Denkmaltopographie Uckermark, Bd. 18.1, 2016, S. 136

In West-Ost-Ausrichtung auf dem Martinsplatz. Die Angermünder »altlutherische«
Gemeinde war nach ihrer Gründung 1822 seelsorgerisch zunächst von Berlin,
später dann von Stettin aus betreut worden. 1848 erhielt sie erstmals einen
eigenen Pfarrer. Unter diesem begannen 1853 die Planungen für ein Gotteshaus;
das Grundstück dazu erwarb man preiswert vom Magistrat. Wer als entwerfender
Baumeister fungierte ist unbekannt. Die Kirche wurde am 10. Dezember 1854
feierlich geweiht. Sie bot Platz für 200 Besucher. 1912 erhielt der Kirchensaal eine
Orgel und 1929 der Chorraum farbig gestaltete Glasfenster zum Thema Geburt
und Auferstehung Christi. Im Zweiten Weltkrieg kam es zu Schäden am
Kirchendach und zur Zerstörung der Glasfenster. 1968/69 wurde der Innenraum
modernisiert, u. a. durch Austausch des Altars und Übertünchung der
ursprünglichen Ausmalung. 2000-03 erfolgten umfangreiche Sanierungsarbeiten.
Kleines Bauwerk im Stil der Neogotik. Errichtet über Feldsteinsockel als turmloser
roter Sichtziegelbau mit eingezogenem Chorpolygon an der Ostseite und
Satteldach. Die Ansicht der Längsseiten bestimmt von je drei spitzbogigen
Maßwerkfenstern in gestuftem Gewände sowie breitem Ziegelfries entlang der
Traufzone. Betonung der Gebäudeecken durch Lisenen mit pfeilerartigen
Aufsätzen. Gestalterisch hervorgehoben die westliche Giebelseite, dort über
spitzbogigem Eingangsportal mit zweiflügeliger Eingangstür ein dreifach gestufter
Schaugiebel, reich durch Spitzbogenblenden gegliedert und durch kleinen
Pfeileraufsatz sowie bekrönendes Metallkreuz abgeschlossen. An der Ostseite das
Chorpolygon ebenfalls mit zweibahnigen Spitzbogenfenstern, unterhalb davon
zusätzlich Zwillingsblenden; der Ostgiebel des Saals ähnlich wie der Westgiebel
gestaltet.
Im Inneren hinter kleinem Vorraum der Kirchensaal. Bestimmend für den
Raumeindruck ist das sichtbar belassene Dachwerk aus Dreiecksbindern mit
maßwerkartigen Füllungen und gedrechselten Hängesäulen. Die einheitlich weiß
getünchten Wände zusätzlich durch spitzbogige Wandnischen gegliedert, der
Boden mit Ziegeln belegt. Im Osten hinter Triumphbogen der Chorraum,
überfangen von gotisierendem Gratgewölbe. Im Westen hölzerne Orgelempore der
Bauzeit mit gefelderter Brüstung. Die Kirchenbänke als Blöcke beiderseits des
Mittelgangs aufgestellt. Alle Prinzipalstücke modern ersetzt. An älterer Ausstattung
nur erhalten die Orgel mit neogotischem Gehäuse, 1912 hergestellt von der Firma
Barnim-Grüneberg (Stettin), außerdem ein gusseisernes Kruzifix von ca. 1855
sowie ein Leuchterpaar und einige liturgische Gerätschaften der 2. H. 19. Jh.

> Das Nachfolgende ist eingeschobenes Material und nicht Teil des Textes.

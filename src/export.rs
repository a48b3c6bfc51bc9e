use crate::models::Expense;
use crate::utils::{date_string, start_of_day_ms, time_string};

const CSV_HEADER: &str = "Date,Time,Amount,Category";

/// Serialize records to the downloadable comma-separated format.
pub fn to_csv(expenses: &[Expense]) -> String {
    let mut out = String::from(CSV_HEADER);
    out.push('\n');
    for expense in expenses {
        out.push_str(&date_string(expense.timestamp));
        out.push(',');
        out.push_str(&time_string(expense.timestamp));
        out.push(',');
        out.push_str(&format!("{:.2}", expense.amount));
        out.push(',');
        out.push_str(expense.category.as_deref().unwrap_or(""));
        out.push('\n');
    }
    out
}

/// CSV restricted to records from the calendar day containing `now_ms`.
pub fn today_csv(expenses: &[Expense], now_ms: i64) -> String {
    let start = start_of_day_ms(now_ms);
    let today: Vec<Expense> = expenses
        .iter()
        .filter(|e| e.timestamp >= start)
        .cloned()
        .collect();
    to_csv(&today)
}

/// Suggested download name, e.g. `gastos-2026-08-23.csv`.
pub fn export_file_name(now_ms: i64) -> String {
    format!("gastos-{}.csv", date_string(now_ms))
}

Die Martinskirche entstand neun Jahre nach der kirchenrechtlichen Anerkennung
der altlutherischen Konfession (1845), gehört also zu den frühesten Kirchenbauten
dieser Glaubensrichtung. Damaligen amtlichen Vorgaben entsprechend mussten
deren Gotteshäuser möglichst schlicht gestaltet werden; sie durften weder einen
Turm noch eine Glocke besitzen. Durch das rote Ziegelmaterial und den Rückgriff
auf Stilelemente der märkischen Backsteingotik verstanden es die Auftraggeber
dennoch, den sakralen Zweck des Gebäudes deutlich werden zu lassen. Einige
Stilmerkmale, wie etwa das sichtbare, in die Raumwirkung einbezogene Dachwerk,
verweisen auf eine Vorbildwirkung von Kirchenbauten Friedrich August Stülers.

Quellen: BLDAM, Denkmalkartei IfD, Erfassung Eichler 1966.
Literatur: Ackermann, Jörg, Die Martinskirche in Angermünde, in: Angermünder
Heimatkalender 2000, S. 77-79; Dehio 2012, S. 25; Bugenhagen, Jorinde, Die
altlutherischen Kirchen im Land Brandenburg, in: Brandenburgische
Denkmalpflege Jg. 21/2012, Heft 2, S. 7-27.